PKK ve Kürt hareketi “demokratik” alana o kadar geriledi ki, mücadele son yıllarda “demokratik özerklik”, “Kürtçe eğitim”, gibi kavramlarla özetleniyor. Diğer ülke Kürtleri, mesela Barzani-Talabani’nin Irak Kürdistanı da, bilindik özerklik ve olası “bağımsızlık” hedefi dışında bir “strateji”ye sahip değillerdir. Üstelik, “özerklik” ya da ileri de olabilecek “bağımsızlık”, nasıl ve kimlerin sayesinde olursa olsun, önemli görünmüyor onlar için. ABD-İsrail destekli bir özerklik, olursa, bir de bağımsızlık maksimum programları olmuştur.
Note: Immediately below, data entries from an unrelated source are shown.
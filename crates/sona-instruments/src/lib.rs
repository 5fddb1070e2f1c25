//! sona-instruments
//!
//! The screening instrument catalog. Pure data — questionnaire definitions,
//! question text, and interpretation threshold tables, built once at first
//! access and immutable thereafter.

pub mod catalog;
pub mod instruments;

use sona_core::models::Questionnaire;

pub use catalog::{Category, categories};

/// Every questionnaire in the catalog, in category order.
pub fn all_questionnaires() -> Vec<&'static Questionnaire> {
    categories()
        .iter()
        .flat_map(|category| category.questionnaires.iter().copied())
        .collect()
}

/// Look up a questionnaire by ID.
pub fn get_questionnaire(id: &str) -> Option<&'static Questionnaire> {
    all_questionnaires().into_iter().find(|q| q.id == id)
}
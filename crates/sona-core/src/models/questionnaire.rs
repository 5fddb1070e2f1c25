use serde::{Deserialize, Serialize};
use ts_rs::TS;

use super::interpretation::Interpretation;
use super::question::Question;
use super::response_shape::ResponseShape;

/// Questionnaire-level slider defaults: a range plus the number of equal
/// segments it is divided into when rendered.
#[derive(Debug, Clone, Copy, PartialEq, Serialize, Deserialize, TS)]
#[ts(export)]
pub struct ScaleDefaults {
    pub min: f64,
    pub max: f64,
    pub split: u32,
}

/// One standardized screening instrument. Immutable once loaded from the
/// catalog.
#[derive(Debug, Clone, Serialize, Deserialize, TS)]
#[ts(export)]
pub struct Questionnaire {
    pub id: String,
    pub name: String,
    pub summary: String,
    /// Default option labels for multiple-choice questions that carry none.
    #[serde(skip_serializing_if = "Option::is_none", default)]
    pub options: Option<Vec<String>>,
    /// Default range for slider questions that carry none.
    #[serde(skip_serializing_if = "Option::is_none", default)]
    pub scale: Option<ScaleDefaults>,
    pub questions: Vec<Question>,
    /// Shown to the user alongside the computed score.
    pub explanation: String,
    /// Threshold bands and optional normalization. Absent for instruments
    /// that provide no interpretation.
    #[serde(skip_serializing_if = "Option::is_none", default)]
    pub interpretation: Option<Interpretation>,
}

impl Questionnaire {
    /// The answer labels a UI can offer for this questionnaire as a whole:
    /// the default option list, or the default slider range rendered as
    /// `split + 1` evenly spaced tick labels. `None` when the questionnaire
    /// defines neither; callers must handle that.
    pub fn available_responses(&self) -> Option<Vec<String>> {
        if let Some(options) = &self.options {
            return Some(options.clone());
        }
        let scale = self.scale?;
        let step = (scale.max - scale.min) / f64::from(scale.split);
        Some(
            (0..=scale.split)
                .map(|i| format_tick(scale.min + step * f64::from(i)))
                .collect(),
        )
    }

    /// The highest score this questionnaire can produce, in the domain its
    /// interpretation bands see (the score transform is applied when
    /// present). Per question: the max option index for multiple choice,
    /// the resolved max for sliders.
    pub fn max_score(&self) -> f64 {
        let raw: f64 = self
            .questions
            .iter()
            .map(|question| match ResponseShape::resolve(question, self) {
                ResponseShape::Options(options) => options.len().saturating_sub(1) as f64,
                ResponseShape::Scale { max, .. } => max,
            })
            .sum();
        match &self.interpretation {
            Some(interpretation) => interpretation.transform_score(raw),
            None => raw,
        }
    }
}

fn format_tick(value: f64) -> String {
    if value.fract() == 0.0 {
        format!("{}", value as i64)
    } else {
        value.to_string()
    }
}
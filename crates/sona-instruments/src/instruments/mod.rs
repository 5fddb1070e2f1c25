pub mod bai;
pub mod bdi_ii;
pub mod des_ii;
pub mod gad7;
pub mod phq9;
pub mod spin;

use sona_core::models::{Band, Question, QuestionKind};

pub(crate) fn band(min: f64, max: f64, label: &str) -> Band {
    Band {
        min,
        max,
        label: label.to_string(),
    }
}

/// Build multiple-choice questions from an item table. Ids are `q1..qN`;
/// each item text is prefixed with `stem` (pass "" for none). The questions
/// carry no option list of their own and inherit the questionnaire default.
pub(crate) fn choice_questions(stem: &str, items: &[&str]) -> Vec<Question> {
    items
        .iter()
        .enumerate()
        .map(|(i, item)| Question {
            id: format!("q{}", i + 1),
            text: if stem.is_empty() {
                (*item).to_string()
            } else {
                format!("{stem} {item}")
            },
            kind: QuestionKind::MultipleChoice { options: None },
        })
        .collect()
}
use thiserror::Error;

#[derive(Debug, Error)]
pub enum StorageError {
    #[error("read error at {path}: {source}")]
    Read {
        path: String,
        #[source]
        source: std::io::Error,
    },

    #[error("write error at {path}: {source}")]
    Write {
        path: String,
        #[source]
        source: std::io::Error,
    },

    #[error("serialization error: {0}")]
    Serialization(#[from] serde_json::Error),
}
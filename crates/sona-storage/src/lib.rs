//! sona-storage
//!
//! Local persistence. A synchronous key-value surface over a single JSON
//! file on disk, plus an in-memory implementation for tests.

pub mod error;
pub mod file;
pub mod memory;
pub mod store;

pub use error::StorageError;
pub use file::FileStore;
pub use memory::MemoryStore;
pub use store::KeyValueStore;
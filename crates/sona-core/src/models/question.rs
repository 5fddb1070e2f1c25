use serde::{Deserialize, Serialize};
use ts_rs::TS;

/// Numeric range for a slider question.
#[derive(Debug, Clone, Copy, PartialEq, Serialize, Deserialize, TS)]
#[ts(export)]
pub struct ScaleRange {
    pub min: f64,
    pub max: f64,
}

/// One item within a questionnaire.
#[derive(Debug, Clone, Serialize, Deserialize, TS)]
#[ts(export)]
pub struct Question {
    /// Unique within the owning questionnaire only; two questionnaires may
    /// both have a `q1`.
    pub id: String,
    pub text: String,
    #[serde(flatten)]
    pub kind: QuestionKind,
}

/// How a question is answered.
#[derive(Debug, Clone, Serialize, Deserialize, TS)]
#[serde(tag = "type", rename_all = "kebab-case")]
#[ts(export)]
pub enum QuestionKind {
    /// Answered by picking one option; the stored answer is the option's
    /// index. Falls back to the questionnaire's default option list when
    /// `options` is absent.
    MultipleChoice {
        #[serde(skip_serializing_if = "Option::is_none", default)]
        options: Option<Vec<String>>,
    },
    /// Answered by picking a value on a numeric range divided into
    /// `breakpoints` equal segments.
    Slider {
        #[serde(skip_serializing_if = "Option::is_none", default)]
        scale: Option<ScaleRange>,
        breakpoints: u32,
    },
}
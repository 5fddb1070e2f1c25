use std::sync::LazyLock;

use sona_core::models::{Interpretation, Questionnaire};

use super::{band, choice_questions};

const STEM: &str = "Over the last two weeks, how often have you been bothered by";

/// GAD-7: Generalized Anxiety Disorder 7-item scale.
/// 7 items rated 0–3 on a shared frequency list. Total 0–21.
pub fn questionnaire() -> &'static Questionnaire {
    static GAD7: LazyLock<Questionnaire> = LazyLock::new(|| {
        let items = [
            "feeling nervous, anxious, or on edge?",
            "not being able to stop or control worrying?",
            "worrying too much about different things?",
            "trouble relaxing?",
            "being so restless that it is hard to sit still?",
            "becoming easily annoyed or irritable?",
            "feeling afraid, as if something awful might happen?",
        ];

        Questionnaire {
            id: "gad-7".to_string(),
            name: "Generalized Anxiety Disorder - 7".to_string(),
            summary: "The GAD-7 is a 7-item self-report questionnaire designed to screen for \
                      Generalized Anxiety Disorder and to measure anxiety symptom severity over \
                      the past 2 weeks."
                .to_string(),
            options: Some(vec![
                "Not at all".to_string(),
                "Several days".to_string(),
                "More than half the days".to_string(),
                "Nearly every day".to_string(),
            ]),
            scale: None,
            questions: choice_questions(STEM, &items),
            explanation: "Each item is scored 0-3 by symptom frequency; totals of 5, 10, and 15 \
                          mark the mild, moderate, and severe thresholds."
                .to_string(),
            interpretation: Some(Interpretation {
                bands: vec![
                    band(0.0, 4.0, "Minimal anxiety"),
                    band(5.0, 9.0, "Mild anxiety"),
                    band(10.0, 14.0, "Moderate anxiety"),
                    band(15.0, 21.0, "Severe anxiety"),
                ],
                transform: None,
            }),
        }
    });
    &GAD7
}
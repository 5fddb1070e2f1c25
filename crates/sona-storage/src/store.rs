use crate::error::StorageError;

/// A synchronous, local string-to-string store. The engine persists its
/// score snapshot through this surface and nothing else.
pub trait KeyValueStore {
    fn get(&self, key: &str) -> Result<Option<String>, StorageError>;
    fn set(&mut self, key: &str, value: &str) -> Result<(), StorageError>;
}
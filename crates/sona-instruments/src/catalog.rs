use std::sync::LazyLock;

use sona_core::models::Questionnaire;

use crate::instruments;

/// A display grouping of instruments. The session engine never consults
/// this; it exists for catalog navigation.
pub struct Category {
    pub id: &'static str,
    pub name: &'static str,
    pub questionnaires: Vec<&'static Questionnaire>,
}

/// The catalog, grouped by disorder category.
pub fn categories() -> &'static [Category] {
    static CATEGORIES: LazyLock<Vec<Category>> = LazyLock::new(|| {
        vec![
            Category {
                id: "anxiety",
                name: "Anxiety Disorders",
                questionnaires: vec![
                    instruments::gad7::questionnaire(),
                    instruments::spin::questionnaire(),
                    instruments::bai::questionnaire(),
                ],
            },
            Category {
                id: "depressive",
                name: "Depressive Disorders",
                questionnaires: vec![
                    instruments::phq9::questionnaire(),
                    instruments::bdi_ii::questionnaire(),
                ],
            },
            Category {
                id: "dissociation",
                name: "Dissociation",
                questionnaires: vec![instruments::des_ii::questionnaire()],
            },
        ]
    });
    &CATEGORIES
}
//! sona-core
//!
//! Pure domain types for the Sona screening engine: questionnaires,
//! questions, response shapes, and interpretation tables. No I/O — this is
//! the shared vocabulary of the catalog, the session engine, and the
//! TypeScript presentation layer (via ts-rs exports).

pub mod models;
//! Configuration type definitions

use serde::{Deserialize, Serialize};

/// Default word budget for a summary
pub const DEFAULT_TARGET_WORDS: usize = 60;

/// Summarizer configuration
#[derive(Debug, Clone, PartialEq, Eq, Serialize, Deserialize)]
pub struct SummarizerConfig {
    /// Maximum whitespace-delimited words in a summary
    #[serde(default = "default_target_words")]
    pub target_words: usize,

    /// Accumulated word count below which the lede is merged back in.
    /// Defaults to two-thirds of `target_words` when unset.
    #[serde(default, skip_serializing_if = "Option::is_none")]
    pub low_yield_words: Option<usize>,
}

fn default_target_words() -> usize {
    DEFAULT_TARGET_WORDS
}

impl Default for SummarizerConfig {
    fn default() -> Self {
        Self {
            target_words: DEFAULT_TARGET_WORDS,
            low_yield_words: None,
        }
    }
}

impl SummarizerConfig {
    /// Configuration with the given word budget and the derived low-yield threshold
    pub fn with_target_words(target_words: usize) -> Self {
        Self {
            target_words,
            low_yield_words: None,
        }
    }

    /// Effective low-yield threshold
    pub fn low_yield_threshold(&self) -> usize {
        self.low_yield_words.unwrap_or(self.target_words * 2 / 3)
    }
}
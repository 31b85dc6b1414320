//! `newsbrief score` command - show how each sentence is scored
//!
//! Text is normalized first, exactly as `summarize` would see it. Sentences
//! are listed in original order with their 0-based index.

use crate::cli::{Cli, OutputFormat};
use crate::commands::input::text_or_stdin;
use newsbrief_core::error::Result;
use newsbrief_core::records::{header, quoted};
use newsbrief_core::summarize::{normalize, score_sentences};

/// Execute the score command
pub fn execute(cli: &Cli, text: Option<&str>) -> Result<()> {
    let raw = text_or_stdin(text)?;
    let cleaned = normalize(&raw);
    let scored = score_sentences(&cleaned);

    match cli.format {
        OutputFormat::Json => {
            println!("{}", serde_json::to_string_pretty(&scored)?);
        }
        OutputFormat::Human => {
            if scored.is_empty() && !cli.quiet {
                eprintln!("No sentences found");
            }
            for sentence in &scored {
                println!(
                    "{:>3}  score={:<3} words={:<3} {}",
                    sentence.index, sentence.score, sentence.word_count, sentence.text
                );
            }
        }
        OutputFormat::Records => {
            println!("{}", header("score"));
            for sentence in &scored {
                println!(
                    "T index={} score={} words={} {}",
                    sentence.index,
                    sentence.score,
                    sentence.word_count,
                    quoted(sentence.text)
                );
            }
        }
    }

    Ok(())
}
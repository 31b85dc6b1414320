//! Article records exchanged with the ingestion and persistence layers

use serde::{Deserialize, Serialize};
use serde_json::{Map, Value};
use tracing::{debug, warn};

use super::Summarizer;
use crate::text::word_count;

/// An article as supplied by ingestion. Fields beyond the ones the
/// summarizer reads are carried through untouched.
#[derive(Debug, Clone, Default, PartialEq, Serialize, Deserialize)]
pub struct Article {
    #[serde(default, skip_serializing_if = "Option::is_none")]
    pub id: Option<Value>,

    #[serde(default)]
    pub title: Option<String>,

    #[serde(default)]
    pub description: Option<String>,

    #[serde(default)]
    pub summary: Option<String>,

    #[serde(flatten)]
    pub extra: Map<String, Value>,
}

impl Article {
    pub fn new(title: impl Into<String>, description: impl Into<String>) -> Self {
        Self {
            title: Some(title.into()),
            description: Some(description.into()),
            ..Self::default()
        }
    }

    /// Whether the stored summary is absent or empty
    pub fn needs_summary(&self) -> bool {
        self.summary.as_deref().is_none_or(str::is_empty)
    }

    /// Identifier for log output
    pub fn label(&self) -> String {
        match &self.id {
            Some(Value::String(id)) => id.clone(),
            Some(other) => other.to_string(),
            None => "-".to_string(),
        }
    }
}

/// Counts from a batch summarization run
#[derive(Debug, Clone, Copy, Default, PartialEq, Eq, Serialize)]
pub struct BatchReport {
    /// Articles that were summarized
    pub processed: usize,
    /// Articles that received a summary
    pub generated: usize,
    /// Articles skipped because they already had a summary
    pub skipped: usize,
    /// Articles with no text left to summarize
    pub missing: usize,
}

impl Summarizer {
    /// Fill in summaries for articles that lack one, or for every article
    /// when `force` is set.
    pub fn fill_summaries(&self, articles: &mut [Article], force: bool) -> BatchReport {
        let mut report = BatchReport::default();

        for article in articles.iter_mut() {
            if !force && !article.needs_summary() {
                report.skipped += 1;
                continue;
            }

            report.processed += 1;
            // An empty summary is treated the same as none and never stored
            match self
                .summarize_article(article)
                .filter(|summary| !summary.is_empty())
            {
                Some(summary) => {
                    debug!(
                        article = %article.label(),
                        words = word_count(&summary),
                        "summary_generated"
                    );
                    article.summary = Some(summary);
                    report.generated += 1;
                }
                None => {
                    warn!(article = %article.label(), "no summary generated");
                    report.missing += 1;
                }
            }
        }

        report
    }
}

#[cfg(test)]
mod tests {
    use super::*;

    #[test]
    fn test_deserialize_preserves_extra_fields() {
        let json = r#"{"id": 7, "title": "T", "description": null, "url": "https://example.com/a"}"#;
        let article: Article = serde_json::from_str(json).unwrap();
        assert_eq!(article.id, Some(Value::from(7)));
        assert_eq!(article.title.as_deref(), Some("T"));
        assert_eq!(article.description, None);
        assert_eq!(article.extra["url"], "https://example.com/a");

        let round_trip = serde_json::to_value(&article).unwrap();
        assert_eq!(round_trip["url"], "https://example.com/a");
        assert_eq!(round_trip["id"], 7);
    }

    #[test]
    fn test_needs_summary() {
        let mut article = Article::new("Title", "Body");
        assert!(article.needs_summary());
        article.summary = Some(String::new());
        assert!(article.needs_summary());
        article.summary = Some("Done".to_string());
        assert!(!article.needs_summary());
    }

    #[test]
    fn test_label() {
        let mut article = Article::default();
        assert_eq!(article.label(), "-");
        article.id = Some(Value::from("a-1"));
        assert_eq!(article.label(), "a-1");
        article.id = Some(Value::from(12));
        assert_eq!(article.label(), "12");
    }

    #[test]
    fn test_fill_summaries_counts() {
        let mut articles = vec![
            Article::new("Dam opens", "Water flows"),
            Article {
                summary: Some("Existing".to_string()),
                ..Article::new("Kept", "Body")
            },
            Article::default(),
        ];

        let report = Summarizer::default().fill_summaries(&mut articles, false);
        assert_eq!(
            report,
            BatchReport {
                processed: 2,
                generated: 1,
                skipped: 1,
                missing: 1,
            }
        );
        assert_eq!(articles[0].summary.as_deref(), Some("Dam opens. Water flows"));
        assert_eq!(articles[1].summary.as_deref(), Some("Existing"));
        assert_eq!(articles[2].summary, None);
    }

    #[test]
    fn test_fill_summaries_noise_only_article_gets_no_summary() {
        let mut articles = vec![
            Article {
                title: Some("[photo] (video)".to_string()),
                ..Article::default()
            },
            Article {
                title: Some("(updated)".to_string()),
                summary: Some(String::new()),
                ..Article::default()
            },
        ];

        let report = Summarizer::default().fill_summaries(&mut articles, false);
        assert_eq!(
            report,
            BatchReport {
                processed: 2,
                generated: 0,
                skipped: 0,
                missing: 2,
            }
        );
        assert_eq!(articles[0].summary, None);
        assert_eq!(articles[1].summary.as_deref(), Some(""));
    }

    #[test]
    fn test_fill_summaries_force_regenerates() {
        let mut articles = vec![Article {
            summary: Some("Stale".to_string()),
            ..Article::new("Fresh", "Text")
        }];

        let report = Summarizer::default().fill_summaries(&mut articles, true);
        assert_eq!(report.generated, 1);
        assert_eq!(report.skipped, 0);
        assert_eq!(articles[0].summary.as_deref(), Some("Fresh. Text"));
    }
}
//! `newsbrief batch` command - fill in missing summaries
//!
//! Reads a JSON array of articles (`id`, `title`, `description`, `summary`
//! plus any other fields, which pass through unchanged). Articles whose
//! summary is absent or empty get one; `--force` regenerates all of them.
//!
//! Example usage:
//! - `newsbrief batch articles.json --format json > summarized.json`
//! - `psql -tA -c "..." | newsbrief batch --format records`

use std::path::Path;
use std::time::Instant;

use tracing::{debug, info};

use crate::cli::{Cli, OutputFormat};
use crate::commands::input::read_articles;
use newsbrief_core::error::Result;
use newsbrief_core::records::{header, quoted, single_line};
use newsbrief_core::text::word_count;
use newsbrief_core::Summarizer;

/// Execute the batch command
pub fn execute(cli: &Cli, summarizer: &Summarizer, file: Option<&Path>, force: bool) -> Result<()> {
    let start = Instant::now();

    let (mut articles, source_name) = read_articles(file)?;
    info!(source = %source_name, articles = articles.len(), force, "batch_start");

    let report = summarizer.fill_summaries(&mut articles, force);
    debug!(elapsed = ?start.elapsed(), "fill_summaries");

    match cli.format {
        OutputFormat::Json => {
            println!("{}", serde_json::to_string_pretty(&articles)?);
        }
        OutputFormat::Human => {
            for article in &articles {
                println!(
                    "{}\t{}",
                    single_line(&article.label()),
                    single_line(article.summary.as_deref().unwrap_or(""))
                );
            }
        }
        OutputFormat::Records => {
            println!("{}", header("batch"));
            for article in &articles {
                let summary = article.summary.as_deref().unwrap_or("");
                println!(
                    "A id={} words={} {}",
                    quoted(&article.label()),
                    word_count(summary),
                    quoted(summary)
                );
            }
        }
    }

    if !cli.quiet {
        eprintln!(
            "Processed: {}, generated: {}, skipped: {}, without summary: {}",
            report.processed, report.generated, report.skipped, report.missing
        );
    }

    debug!(elapsed = ?start.elapsed(), "execute_command");
    Ok(())
}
Elbette, PKK, Türkiye sosyalist hareketiyle geçmiş bağlantısı nedeniyle, en azından Maoculuk dolayımıyla, sosyalist bir söylemi de kullanabiliyor. Ama, hem içeride, hem bölgede, Kürtler çoktan “demokratik” alana gerilemiş durumdadırlar. Demek ki, artık bir kıvılcım çaksalar bile, bu kıvılcım, olsa olsa “demokratik özerklikler”, “demokratik bölgeler” anlamında olabilecektir ancak.
PKK’nın iyice gerilemesi derken elbette örgüt ve “öncü” olarak gerilemesini kastediyoruz. Kürt halkının kendi toplumsal geriliği, zaten geçmişte olduğundan az olsa da, bu gün de bir “olgu”dur. Gerileyen, yoksul ve kırsal Kürt proleteryasının “öncülerinin” gerilemesidir bu. Bu gerileme, Abdullah Öcalan’ın mahpusluğuyla birlikte, “resmi” hale de gelmiştir.
Kürtler’in “demokratik” alana, “görevlere” gerilemesi, stratejik açıdan sorunlarla doludur. Birincisi, demokratik görevler, ya da demokrasi sorununun çözümü, sosyalist devrim sürecine girilmesini gerektirir. Açıkça ve basitçe yazalım: Demokrasi sorunu, en azından yüz yıldır, sosyalist devrim sürecinin içinde çözümlenebilecek bir sorun haline gelmiştir. Kürtler’in varolan demokrasi içinde kendi “demokrasi” sorunlarını çözmeleri, mutlaka; 1)Ya Türkiye’nin sosyalistleşmesi, 2) ya da, Türkiye’den ayrı, ya da Türkiye’den koparak, kendi sosyalist devrimlerini yapmalarıyla mümkündür. İkinci şık nesnel olarak zordur.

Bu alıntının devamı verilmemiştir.